> What you should do:
Every line in the records below with the string "BsonDateTime" needs to be copied out.

> Extracted data:
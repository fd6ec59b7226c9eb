//! A [`LedgerStore`] on a MongoDB replica set.
//!
//! Casting transactions run with snapshot read concern and majority write
//! concern. Each one increments the [`ChainHead`] document before reading the
//! newest entry, so of two overlapping casts MongoDB aborts one with a
//! transient write conflict.

use std::collections::HashMap;

use chrono::{DateTime, Utc};
use log::warn;
use mongodb::{
    bson::{self, doc, DateTime as BsonDateTime, Document},
    error::{Error as DbError, UNKNOWN_TRANSACTION_COMMIT_RESULT},
    options::{
        Acknowledgment, FindOneOptions, FindOptions, ReadConcern, SessionOptions,
        TransactionOptions, WriteConcern,
    },
    Client, ClientSession, Database,
};
use rocket::futures::TryStreamExt;
use serde::Deserialize;

use crate::ledger::{
    chain::EntryHash,
    store::{ChainBounds, ChainTip, LedgerStore, LedgerTxn, StoreError, StoreResult},
};
use crate::model::db::{Candidate, LedgerEntry, NewCandidate, VoterRecord};

use super::{
    chain_head::{ensure_chain_head_exists, ChainHead},
    ensure_indexes_exist, is_duplicate_key_error, Coll, Id,
};

/// How many times a commit with an unknown outcome is re-sent.
const COMMIT_RETRIES: u32 = 3;

fn chain_order() -> Document {
    doc! { "created_at": 1, "sequence": 1 }
}

fn reverse_chain_order() -> Document {
    doc! { "created_at": -1, "sequence": -1 }
}

#[derive(Clone)]
pub struct MongoLedgerStore {
    client: Client,
    voters: Coll<VoterRecord>,
    entries: Coll<LedgerEntry>,
    candidates: Coll<Candidate>,
    heads: Coll<ChainHead>,
}

impl MongoLedgerStore {
    /// Prepare `db` for use as a ledger: indexes and the chain head.
    pub async fn connect(client: Client, db: &Database) -> Result<Self, DbError> {
        ensure_indexes_exist(db).await?;
        let store = Self {
            client,
            voters: Coll::from_db(db),
            entries: Coll::from_db(db),
            candidates: Coll::from_db(db),
            heads: Coll::from_db(db),
        };
        ensure_chain_head_exists(&store.heads, &store.entries).await?;
        Ok(store)
    }

    async fn snapshot_session(&self) -> StoreResult<ClientSession> {
        let options = SessionOptions::builder().snapshot(true).build();
        Ok(self.client.start_session(options).await?)
    }
}

/// Per-candidate tally as produced by the aggregation pipeline.
#[derive(Deserialize)]
struct CandidateVotes {
    #[serde(rename = "_id")]
    candidate_id: Id,
    votes: u64,
}

#[rocket::async_trait]
impl LedgerStore for MongoLedgerStore {
    async fn begin(&self) -> StoreResult<Box<dyn LedgerTxn>> {
        let mut session = self.client.start_session(None).await?;
        let options = TransactionOptions::builder()
            .read_concern(ReadConcern::snapshot())
            .write_concern(WriteConcern::builder().w(Acknowledgment::Majority).build())
            .build();
        session.start_transaction(options).await?;
        Ok(Box::new(MongoLedgerTxn {
            session,
            store: self.clone(),
        }))
    }

    async fn voter(&self, voter_id: Id) -> StoreResult<Option<VoterRecord>> {
        Ok(self.voters.find_one(voter_id.as_doc(), None).await?)
    }

    async fn register_voter(&self, voter_id: Id) -> StoreResult<VoterRecord> {
        let record = VoterRecord::new(voter_id);
        match self.voters.insert_one(&record, None).await {
            Ok(_) => Ok(record),
            Err(e) if is_duplicate_key_error(&e) => Err(StoreError::DuplicateVoter(voter_id)),
            Err(e) => Err(e.into()),
        }
    }

    async fn mark_verified(&self, voter_id: Id) -> StoreResult<Option<VoterRecord>> {
        let filter = doc! { "_id": *voter_id, "verified": false };
        let update = doc! {
            "$set": {
                "verified": true,
                "verified_at": BsonDateTime::now(),
            }
        };
        self.voters.update_one(filter, update, None).await?;
        self.voter(voter_id).await
    }

    async fn candidate_exists(&self, candidate_id: Id) -> StoreResult<bool> {
        Ok(self
            .candidates
            .find_one(candidate_id.as_doc(), None)
            .await?
            .is_some())
    }

    async fn candidates(&self) -> StoreResult<Vec<Candidate>> {
        let options = FindOptions::builder().sort(doc! { "name": 1 }).build();
        Ok(self
            .candidates
            .find(None, options)
            .await?
            .try_collect()
            .await?)
    }

    async fn insert_candidate(&self, candidate: NewCandidate) -> StoreResult<Candidate> {
        let candidate = Candidate {
            id: Id::new(),
            candidate,
        };
        self.candidates.insert_one(&candidate, None).await?;
        Ok(candidate)
    }

    async fn entries(&self) -> StoreResult<Vec<LedgerEntry>> {
        // Ensure we read a consistent snapshot of the whole chain.
        let mut session = self.snapshot_session().await?;
        let options = FindOptions::builder().sort(chain_order()).build();
        let mut cursor = self
            .entries
            .find_with_session(None, options, &mut session)
            .await?;
        let mut entries = Vec::new();
        while let Some(entry) = cursor.next(&mut session).await {
            entries.push(entry?);
        }
        Ok(entries)
    }

    async fn entries_page(&self, skip: u64, limit: u64) -> StoreResult<(Vec<LedgerEntry>, u64)> {
        let mut session = self.snapshot_session().await?;
        let options = FindOptions::builder()
            .sort(chain_order())
            .skip(skip)
            .limit(i64::try_from(limit).unwrap_or(i64::MAX))
            .build();
        let mut cursor = self
            .entries
            .find_with_session(None, options, &mut session)
            .await?;
        let mut page = Vec::new();
        while let Some(entry) = cursor.next(&mut session).await {
            page.push(entry?);
        }
        let total = self
            .entries
            .count_documents_with_session(None, None, &mut session)
            .await?;
        Ok((page, total))
    }

    async fn entry_by_hash(&self, entry_hash: &EntryHash) -> StoreResult<Option<LedgerEntry>> {
        let filter = doc! { "entry_hash": entry_hash.to_hex() };
        Ok(self.entries.find_one(filter, None).await?)
    }

    async fn vote_counts(&self) -> StoreResult<HashMap<Id, u64>> {
        let pipeline = [doc! {
            "$group": {
                "_id": "$candidate_id",
                "votes": { "$sum": 1 },
            }
        }];
        let mut cursor = self.entries.aggregate(pipeline, None).await?;
        let mut counts = HashMap::new();
        while let Some(doc) = cursor.try_next().await? {
            let tally: CandidateVotes = bson::from_document(doc).map_err(DbError::from)?;
            counts.insert(tally.candidate_id, tally.votes);
        }
        Ok(counts)
    }

    async fn chain_bounds(&self) -> StoreResult<ChainBounds> {
        let mut session = self.snapshot_session().await?;
        let total_entries = self
            .entries
            .count_documents_with_session(None, None, &mut session)
            .await?;
        let first = FindOneOptions::builder().sort(chain_order()).build();
        let first_entry_at = self
            .entries
            .find_one_with_session(None, first, &mut session)
            .await?
            .map(|entry| entry.created_at);
        let last = FindOneOptions::builder().sort(reverse_chain_order()).build();
        let last_entry_at = self
            .entries
            .find_one_with_session(None, last, &mut session)
            .await?
            .map(|entry| entry.created_at);
        Ok(ChainBounds {
            total_entries,
            first_entry_at,
            last_entry_at,
        })
    }
}

/// A casting transaction on its own session.
struct MongoLedgerTxn {
    session: ClientSession,
    store: MongoLedgerStore,
}

#[rocket::async_trait]
impl LedgerTxn for MongoLedgerTxn {
    async fn voter(&mut self, voter_id: Id) -> StoreResult<Option<VoterRecord>> {
        Ok(self
            .store
            .voters
            .find_one_with_session(voter_id.as_doc(), None, &mut self.session)
            .await?)
    }

    async fn chain_tip(&mut self) -> StoreResult<ChainTip> {
        // Write the head first, so any concurrent cast conflicts with this one.
        let sequence = ChainHead::claim_next(&self.store.heads, &mut self.session).await?;
        let options = FindOneOptions::builder()
            .sort(reverse_chain_order())
            .build();
        let latest = self
            .store
            .entries
            .find_one_with_session(None, options, &mut self.session)
            .await?;
        Ok(ChainTip {
            latest_hash: latest
                .as_ref()
                .map_or_else(EntryHash::genesis, |entry| entry.entry_hash),
            latest_created_at: latest.map(|entry| entry.created_at),
            sequence,
        })
    }

    async fn append(&mut self, entry: &LedgerEntry) -> StoreResult<()> {
        match self
            .store
            .entries
            .insert_one_with_session(entry, None, &mut self.session)
            .await
        {
            Ok(_) => Ok(()),
            Err(e) if is_duplicate_key_error(&e) => Err(StoreError::DuplicateEntry(entry.entry_hash)),
            Err(e) => Err(e.into()),
        }
    }

    async fn mark_voted(
        &mut self,
        voter_id: Id,
        voted_at: DateTime<Utc>,
        confirmation_id: &EntryHash,
    ) -> StoreResult<bool> {
        let filter = doc! {
            "_id": *voter_id,
            "verified": true,
            "has_voted": false,
        };
        let update = doc! {
            "$set": {
                "has_voted": true,
                "voted_at": BsonDateTime::from_chrono(voted_at),
                "vote_confirmation_id": confirmation_id.to_hex(),
            }
        };
        let result = self
            .store
            .voters
            .update_one_with_session(filter, update, None, &mut self.session)
            .await?;
        Ok(result.modified_count == 1)
    }

    async fn commit(mut self: Box<Self>) -> StoreResult<()> {
        let mut retries = 0;
        loop {
            match self.session.commit_transaction().await {
                Err(e)
                    if e.contains_label(UNKNOWN_TRANSACTION_COMMIT_RESULT)
                        && retries < COMMIT_RETRIES =>
                {
                    retries += 1;
                    warn!("Commit outcome unknown, re-sending ({retries}/{COMMIT_RETRIES}): {e}");
                }
                result => return Ok(result?),
            }
        }
    }

    async fn abort(mut self: Box<Self>) -> StoreResult<()> {
        Ok(self.session.abort_transaction().await?)
    }
}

> Response:
    bson::{self, doc, DateTime as BsonDateTime, Document},
                "verified_at": BsonDateTime::now(),
                "voted_at": BsonDateTime::from_chrono(voted_at),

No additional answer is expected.